My first guess would be that you are missing a connection from GPIO16 pin to RST. When the sleep timer fires for wakeup it does so on PIN 16. If the pin is not connected to RST the ESP8266 cannot wake up again...

Daniel
by (210 points)
Excellent, thank you!

I've wired GPIO16 to RST, but it didn't seem to help. Maybe I need a resistor on the pullup line from VCC to RST? I'm gonna guess maybe GPIO16 is trying to pull it low, but it's connected directly to VCC, so uhh, that'd create a short? Idk.
I think I need RST pulled up for the thing to run, is that right? Your kit probably uses a normally closed pushbutton for this I'd guess?

Anyway thanks again. I don't have any formal electronics training, so this is all a learning experience for me.
by (210 points)
Ok, never mind, got it figured out.

I guess I was mistaken and you don't need reset pulled up. I'm not sure why I thought that was the case. VCC needs to go to EN, but not RST.

Thanks for your help, and cheers for the excellent software.
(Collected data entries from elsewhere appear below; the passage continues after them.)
//! Retry scheduler (§4.F): delayed re-enqueue with exponential backoff and
//! jitter, and the pending-retry set that makes shutdown drain correct.
//!
//! The pending-retry set is the synchronization primitive for shutdown
//! correctness (§4.J, §9): a scheduled retry is tracked by an id until
//! either its timer fires or shutdown reclaims it. Whichever side performs
//! the atomic `remove` first owns the event; the loser does nothing.

use crate::backoff::Backoff;
use crate::event::{Event, QueuedEvent};
use crate::jitter::Jitter;
use crate::metrics::Metrics;
use crate::sleeper::{Sleeper, TokioSleeper};
use crate::spillover::SpilloverStore;
use dashmap::DashMap;
use std::sync::atomic::{AtomicBool, AtomicU64, Ordering};
use std::sync::Arc;
use std::time::Duration;
use tokio::sync::mpsc;

pub type LossCallback = Arc<dyn Fn(Event, &'static str) + Send + Sync>;

pub struct RetryScheduler {
    pending: Arc<DashMap<u64, QueuedEvent>>,
    next_id: AtomicU64,
    requeue: mpsc::Sender<QueuedEvent>,
    spillover: Option<Arc<SpilloverStore>>,
    metrics: Arc<Metrics>,
    on_event_loss: LossCallback,
    max_retries: u32,
    base_delay: Duration,
    max_delay: Duration,
    jitter: Jitter,
    sleeper: Arc<dyn Sleeper>,
    shutting_down: AtomicBool,
}

impl RetryScheduler {
    #[allow(clippy::too_many_arguments)]
    pub fn new(
        requeue: mpsc::Sender<QueuedEvent>,
        spillover: Option<Arc<SpilloverStore>>,
        metrics: Arc<Metrics>,
        on_event_loss: LossCallback,
        max_retries: u32,
        base_delay: Duration,
        max_delay: Duration,
    ) -> Self {
        Self {
            pending: Arc::new(DashMap::new()),
            next_id: AtomicU64::new(0),
            requeue,
            spillover,
            metrics,
            on_event_loss,
            max_retries,
            base_delay,
            max_delay,
            jitter: Jitter::bounded(0.25),
            sleeper: Arc::new(TokioSleeper),
            shutting_down: AtomicBool::new(false),
        }
    }

    #[cfg(test)]
    fn with_sleeper<S: Sleeper + 'static>(mut self, sleeper: S) -> Self {
        self.sleeper = Arc::new(sleeper);
        self
    }

    pub fn pending_count(&self) -> usize {
        self.pending.len()
    }

    /// Per-event failure path (§4.F). `queued.attempts` is the attempt that
    /// just failed (`k`).
    pub async fn handle_failure(self: &Arc<Self>, queued: QueuedEvent) {
        let k = queued.attempts;
        if self.shutting_down.load(Ordering::Acquire) {
            self.terminal_loss(queued.event, "retry_executor_rejected").await;
            return;
        }

        if (k as u32) < self.max_retries {
            let delay = self.jitter.apply(Backoff::exponential(self.base_delay)
                .with_max(self.max_delay)
                .delay((k + 1) as usize));
            self.schedule(queued, delay);
        } else {
            self.terminal_loss(queued.event, "retries_exhausted").await;
        }
    }

    /// Reroute a batch that hit an open circuit breaker: no attempt
    /// increment, a fixed delay tied to the breaker's reset window rather
    /// than the exponential per-event schedule.
    pub async fn reroute_circuit_open(self: &Arc<Self>, queued: QueuedEvent, delay: Duration) {
        if self.shutting_down.load(Ordering::Acquire) {
            self.terminal_loss(queued.event, "retry_executor_rejected").await;
            return;
        }
        if let Some(store) = &self.spillover {
            if store.offer(queued.clone()).is_err() {
                self.terminal_loss(queued.event, "spillover_queue_full").await;
            }
        } else {
            self.schedule(queued, delay);
        }
    }

    fn schedule(self: &Arc<Self>, queued: QueuedEvent, delay: Duration) {
        let id = self.next_id.fetch_add(1, Ordering::Relaxed);
        self.pending.insert(id, queued.clone());

        let this = Arc::clone(self);
        tokio::spawn(async move {
            this.sleeper.sleep(delay).await;
            if let Some((_, queued)) = this.pending.remove(&id) {
                let next = queued.next_attempt();
                if this.requeue.try_send(next).is_err() {
                    // queue full again; spill or lose the retried event.
                    if let Some(store) = &this.spillover {
                        if store.offer(queued.clone()).is_ok() {
                            return;
                        }
                    }
                    this.terminal_loss(queued.event, "retry_requeue_failed").await;
                }
            }
            // else: shutdown already claimed this id, nothing to do.
        });
    }

    async fn terminal_loss(&self, event: Event, reason: &'static str) {
        if let Some(store) = &self.spillover {
            if store.offer(QueuedEvent::new(event.clone())).is_ok() {
                return;
            }
        }
        self.metrics.record_failed(1);
        (self.on_event_loss)(event, reason);
    }

    /// Stop accepting new schedules (§4.J step 2) — `handle_failure` calls
    /// arriving after this report `retry_executor_rejected` immediately
    /// instead of scheduling a delayed re-enqueue.
    pub fn begin_shutdown(&self) {
        self.shutting_down.store(true, Ordering::Release);
    }

    /// Drain the pending-retry set, spilling or reporting loss for every
    /// event still tracked — the shutdown sequence's step 4 (§4.J). The
    /// atomic `remove` on each id is the CAS gate described in §9: whichever
    /// of {this drain, the event's own retry timer} removes first owns the
    /// event.
    pub async fn drain_pending(&self) {
        let ids: Vec<u64> = self.pending.iter().map(|entry| *entry.key()).collect();
        for id in ids {
            if let Some((_, queued)) = self.pending.remove(&id) {
                self.terminal_loss(queued.event, "shutdown_pending_retry").await;
            }
        }
    }

    /// Convenience combining `begin_shutdown` + `drain_pending` for callers
    /// that don't need a grace window between the two (e.g. tests).
    pub async fn shutdown_drain(&self) {
        self.begin_shutdown();
        self.drain_pending().await;
    }
}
I'll very likely buy one of your kits, as these would make cool gifts.
by (210 points)
Thanks for your help so far, and I'm sorry to keep bugging you, but the analog pin is used for measuring battery voltage. Is there any resistor or voltage divider I should use, or is it okay to hook the adc pin directly to the battery positive terminal?

I definitely owe you a beer for this, so I'm going to hopefully set up my paypal account tomorrow so I can teleport you one.
by (10.0k points)
The ESP8266's ADC pin can only measure 0-1V, so hooking up your battery directly would not give you nice results, but rather destroy the ADC or the hole ESP. You have to use a voltage divider...
by (3.6k points)
The most common voltage divider (e.g. used on the Wemos D1 Mini) is  220K to VBat (say) and 100K to ground, with the intersection of the two 220K-100K) going to ADC input. I've measured the ADC input impedance at ~1Mohm. This gives an input range of 0-3.2volts but for most practical applications where you'd want to measure say a 4.2v LiPo battery a better choice would be Vmeasure---330K---ADC---100K---Gnd giving a 0 to 4.3 volt range.